他面前,一个打扮花里胡哨的女人指着他鼻子骂个不停,那是他二姐齐婉欣。

面前的红木书桌表面铺了绿色的绒布,上面盖着透明的玻璃板。

墙上有一张挂历,上面的年份日期写着一九八零。

他重生了?

上辈子他父母双亡,年纪轻轻就下海做生意,白手起家,到三十五岁终于功成名就,成为千禧年最知名企业家之一。

却在一次意外中离世,再睁眼竟成为宛城首富齐家的假少爷。

出生时在医院里被抱错,起初齐家人并不知道,宠着家里唯一的男丁,将他当继承人来培养。

直到一月前,意外发现齐家少爷另有其人。

自此他被冠上小偷的名号,偷走了齐家真少爷十八年的人生,是个养不熟的白眼狼,还敢屡次三番欺负齐高远。

到后来齐家人还把他的姓氏改了回去,要和他撇清关系。

原主的记忆刚灌入脑海,他的火气就升了起来。

“让你不许背地使坏你偏要干这恶心事!狗改不了吃屎!”

“二姐你别生气,哥可能只是觉得那件西装不好看,没别的意思,你别怪他。”

突然,书房门口响起一道无辜男声。

那是齐家真正的小少爷齐高远,他虽在乡下长大,但一身书卷气,白白净净的,身材瘦削,看起来让人颇为心疼。
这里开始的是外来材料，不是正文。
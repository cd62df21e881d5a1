use anyhow::Result;
use serde::{Deserialize, Serialize};
use std::path::PathBuf;

use crate::models::Forum;

/// Top-level application configuration
#[derive(Debug, Clone, Deserialize, Serialize)]
pub struct AppConfig {
    #[serde(default)]
    pub politeness: PolitenessConfig,
    #[serde(default)]
    pub browser: BrowserConfig,
    #[serde(default)]
    pub storage: StorageConfig,
    #[serde(default)]
    pub pipeline: PipelineConfig,
    #[serde(default)]
    pub sources: SourcesConfig,
}

/// Outbound request etiquette
#[derive(Debug, Clone, Deserialize, Serialize)]
pub struct PolitenessConfig {
    #[serde(default = "default_min_delay_ms")]
    pub min_delay_ms: u64,

    #[serde(default = "default_max_delay_ms")]
    pub max_delay_ms: u64,

    /// Multiplier applied per consecutive failure against an origin.
    #[serde(default = "default_backoff_factor")]
    pub backoff_factor: f64,

    #[serde(default = "default_max_backoff_ms")]
    pub max_backoff_ms: u64,

    #[serde(default = "default_robots_ttl_secs")]
    pub robots_ttl_secs: u64,

    #[serde(default = "default_timeout_secs")]
    pub timeout_secs: u64,

    /// Agent name matched against robots.txt groups.
    #[serde(default = "default_robots_agent")]
    pub robots_agent: String,

    /// Replaces the built-in user-agent pool when non-empty.
    #[serde(default)]
    pub user_agents: Vec<String>,
}

/// Headless browser (WebDriver) settings
#[derive(Debug, Clone, Deserialize, Serialize)]
pub struct BrowserConfig {
    #[serde(default = "default_true")]
    pub enabled: bool,

    #[serde(default = "default_webdriver_url")]
    pub webdriver_url: String,

    #[serde(default = "default_page_load_timeout_secs")]
    pub page_load_timeout_secs: u64,

    /// Extra wait after navigation so client-side scripts can settle.
    #[serde(default = "default_settle_ms")]
    pub settle_ms: u64,

    #[serde(default = "default_true")]
    pub headless: bool,
}

/// Storage configuration
#[derive(Debug, Clone, Deserialize, Serialize)]
pub struct StorageConfig {
    #[serde(default = "default_db_path")]
    pub db_path: PathBuf,

    #[serde(default = "default_true")]
    pub run_migrations: bool,
}

/// Pipeline configuration
#[derive(Debug, Clone, Deserialize, Serialize)]
pub struct PipelineConfig {
    #[serde(default = "default_batch_size_posts")]
    pub batch_size_posts: usize,

    /// Logical units (threads, listing pages, feeds) between flushes.
    #[serde(default = "default_batch_size_units")]
    pub batch_size_units: usize,

    #[serde(default = "default_days_back")]
    pub default_days_back: i64,

    #[serde(default = "default_max_pages")]
    pub max_listing_pages: u32,

    #[serde(default = "default_max_pages")]
    pub max_thread_pages: u32,

    #[serde(default = "default_concurrency")]
    pub concurrency: usize,

    #[serde(default = "default_api_calls_per_minute")]
    pub api_calls_per_minute: usize,

    #[serde(default = "default_max_retries")]
    pub api_max_retries: usize,

    #[serde(default = "default_retry_base_ms")]
    pub api_retry_base_ms: u64,
}

/// Reference data supplied for each source
#[derive(Debug, Clone, Deserialize, Serialize)]
pub struct SourcesConfig {
    #[serde(default = "default_forums")]
    pub forums: Vec<Forum>,

    #[serde(default = "default_newsweb_url")]
    pub newsweb_api_url: String,

    /// Oslo Børs issuers polled for announcements (ticker symbols).
    #[serde(default = "default_newsweb_issuers")]
    pub newsweb_issuers: Vec<String>,

    #[serde(default = "default_nasdaq_rss_url")]
    pub nasdaq_rss_url: String,

    /// Nasdaq Nordic instruments as RICs, e.g. `VOLV-B.ST`.
    #[serde(default = "default_nasdaq_instruments")]
    pub nasdaq_instruments: Vec<String>,

    /// Optional CSV of known symbols (`symbol,name,exchange`).
    #[serde(default)]
    pub ticker_universe: Option<PathBuf>,
}

// ── Defaults ─────────────────────────────────────────────────────────────────

fn default_min_delay_ms() -> u64 {
    3_000
}
fn default_max_delay_ms() -> u64 {
    8_000
}
fn default_backoff_factor() -> f64 {
    1.5
}
fn default_max_backoff_ms() -> u64 {
    15_000
}
fn default_robots_ttl_secs() -> u64 {
    3_600
}
fn default_timeout_secs() -> u64 {
    30
}
fn default_robots_agent() -> String {
    "*".to_string()
}
fn default_webdriver_url() -> String {
    "http://localhost:9515".to_string()
}
fn default_page_load_timeout_secs() -> u64 {
    30
}
fn default_settle_ms() -> u64 {
    2_000
}
fn default_db_path() -> PathBuf {
    PathBuf::from("data/ingest.duckdb")
}
fn default_true() -> bool {
    true
}
fn default_batch_size_posts() -> usize {
    100
}
fn default_batch_size_units() -> usize {
    10
}
fn default_days_back() -> i64 {
    1
}
fn default_max_pages() -> u32 {
    5
}
fn default_concurrency() -> usize {
    3
}
fn default_api_calls_per_minute() -> usize {
    60
}
fn default_max_retries() -> usize {
    3
}
fn default_retry_base_ms() -> u64 {
    1_000
}
fn default_forums() -> Vec<Forum> {
    vec![
        Forum {
            id: 1,
            name: "hegnar".to_string(),
            base_url: "https://www.finansavisen.no".to_string(),
        },
        Forum {
            id: 2,
            name: "placera".to_string(),
            base_url: "https://forum.placera.se".to_string(),
        },
        Forum {
            id: 3,
            name: "nordnet".to_string(),
            base_url: "https://www.nordnet.no".to_string(),
        },
    ]
}
fn default_newsweb_url() -> String {
    "https://api3.oslo.oslobors.no/v1/newsreader".to_string()
}
fn default_newsweb_issuers() -> Vec<String> {
    ["EQNR", "TEL", "DNB"].iter().map(|s| s.to_string()).collect()
}
fn default_nasdaq_rss_url() -> String {
    "https://www.nasdaqomxnordic.com/news/rss".to_string()
}
fn default_nasdaq_instruments() -> Vec<String> {
    ["VOLV-B.ST", "ERIC-B.ST", "NOVO-B.CO", "NOKIA.HE"]
        .iter()
        .map(|s| s.to_string())
        .collect()
}

impl Default for PolitenessConfig {
    fn default() -> Self {
        Self {
            min_delay_ms: default_min_delay_ms(),
            max_delay_ms: default_max_delay_ms(),
            backoff_factor: default_backoff_factor(),
            max_backoff_ms: default_max_backoff_ms(),
            robots_ttl_secs: default_robots_ttl_secs(),
            timeout_secs: default_timeout_secs(),
            robots_agent: default_robots_agent(),
            user_agents: Vec::new(),
        }
    }
}

impl Default for BrowserConfig {
    fn default() -> Self {
        Self {
            enabled: true,
            webdriver_url: default_webdriver_url(),
            page_load_timeout_secs: default_page_load_timeout_secs(),
            settle_ms: default_settle_ms(),
            headless: true,
        }
    }
}

impl Default for StorageConfig {
    fn default() -> Self {
        Self {
            db_path: default_db_path(),
            run_migrations: true,
        }
    }
}

impl Default for PipelineConfig {
    fn default() -> Self {
        Self {
            batch_size_posts: default_batch_size_posts(),
            batch_size_units: default_batch_size_units(),
            default_days_back: default_days_back(),
            max_listing_pages: default_max_pages(),
            max_thread_pages: default_max_pages(),
            concurrency: default_concurrency(),
            api_calls_per_minute: default_api_calls_per_minute(),
            api_max_retries: default_max_retries(),
            api_retry_base_ms: default_retry_base_ms(),
        }
    }
}

impl Default for SourcesConfig {
    fn default() -> Self {
        Self {
            forums: default_forums(),
            newsweb_api_url: default_newsweb_url(),
            newsweb_issuers: default_newsweb_issuers(),
            nasdaq_rss_url: default_nasdaq_rss_url(),
            nasdaq_instruments: default_nasdaq_instruments(),
            ticker_universe: None,
        }
    }
}

impl Default for AppConfig {
    fn default() -> Self {
        Self {
            politeness: PolitenessConfig::default(),
            browser: BrowserConfig::default(),
            storage: StorageConfig::default(),
            pipeline: PipelineConfig::default(),
            sources: SourcesConfig::default(),
        }
    }
}

// ── Loader ───────────────────────────────────────────────────────────────────

impl AppConfig {
    /// Load configuration from file + environment overrides
    pub fn load() -> Result<Self> {
        dotenv::dotenv().ok();

        let cfg = config::Config::builder()
            .add_source(
                config::File::with_name("config/default")
                    .required(false)
                    .format(config::FileFormat::Toml),
            )
            .add_source(
                config::File::with_name("config/local")
                    .required(false)
                    .format(config::FileFormat::Toml),
            )
            .add_source(config::Environment::with_prefix("INGEST").separator("__"))
            .build()?;

        let app_cfg: AppConfig = cfg.try_deserialize()?;
        app_cfg.validate()?;
        Ok(app_cfg)
    }

    fn validate(&self) -> Result<()> {
        let p = &self.politeness;
        if p.min_delay_ms > p.max_delay_ms {
            anyhow::bail!(
                "politeness.min_delay_ms ({}) exceeds max_delay_ms ({})",
                p.min_delay_ms,
                p.max_delay_ms
            );
        }
        if self.pipeline.batch_size_posts == 0 || self.pipeline.batch_size_units == 0 {
            anyhow::bail!("pipeline batch thresholds must be > 0");
        }
        if self.pipeline.api_calls_per_minute == 0 {
            anyhow::bail!("pipeline.api_calls_per_minute must be > 0");
        }
        Ok(())
    }

    pub fn forum(&self, name: &str) -> Option<&Forum> {
        self.sources.forums.iter().find(|f| f.name == name)
    }
}

#[cfg(test)]
mod tests {
    use super::*;

    #[test]
    fn defaults_validate() {
        let cfg = AppConfig::default();
        assert!(cfg.validate().is_ok());
        assert_eq!(cfg.pipeline.batch_size_posts, 100);
        assert_eq!(cfg.politeness.min_delay_ms, 3_000);
        assert_eq!(cfg.politeness.max_delay_ms, 8_000);
        assert!(cfg.forum("hegnar").is_some());
    }

    #[test]
    fn inverted_delay_window_rejected() {
        let mut cfg = AppConfig::default();
        cfg.politeness.min_delay_ms = 9_000;
        assert!(cfg.validate().is_err());
    }
}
竟如此颠倒黑白,梁咏彦干脆忍不住,毫不客气嗤笑出声:

“不好看?原来你自己把西装剪了,是觉得不好看。”

自从齐高远回来就屡次三番污蔑他,原主为了家庭和睦一忍再忍,结果只是被误会得更深!

想想那些被误会后一次次低头忍下污蔑的场景,原主的憋屈感同身受地传进梁咏彦心里。

这也让他再难忍下去!拳头也跟着攥了起来!

他才不是个隐忍的性格!

“你胡说什么?”齐婉欣一听这话就气得火冒三丈,“你敢污蔑小远?你算个什么东西?”

“吃我们家的喝我们家的,现在居然还敢欺负我弟弟?!”

“你还要点脸吗?你根本不配活着!武北监狱里的劳改犯都比你要脸!比你是个人!”

齐婉欣当即朝梁咏彦扬起巴掌!

“二姐你别生气,要打就打我,别为难哥了,他心里肯定不舒服......”齐高远立刻过来拉架。

“自己剪了西装又赖在我头上,以前也做过一样的事,你以为我还会忍?!”

他这副颠倒是非装好人的嘴脸,让梁咏彦彻底看不下去,新仇旧恨累计,他直接挥起拳头,一拳砸在了齐高远的脸上!

“我成全你的要求!”

齐高远愣住,两行鼻血从脸上滑下,一副难以置信的模样!

“你敢动手?!”齐婉欣也尖叫出声,彻底气炸了!

“你反了天了!!”

嘈杂声引来了齐父齐母,两人见到齐高远脸上的鼻血,脸色都变了!

齐母急忙去拿热毛巾帮他擦脸,转头朝着梁咏彦骂道:“你这白眼狼......”

“要是没有我们养着,你不知道早就死在哪个山沟沟里,尸体都让人扔到垃圾堆去了!怎么可能活这么大?你这条命就是我们给的!现在你竟然这么忘恩负义......”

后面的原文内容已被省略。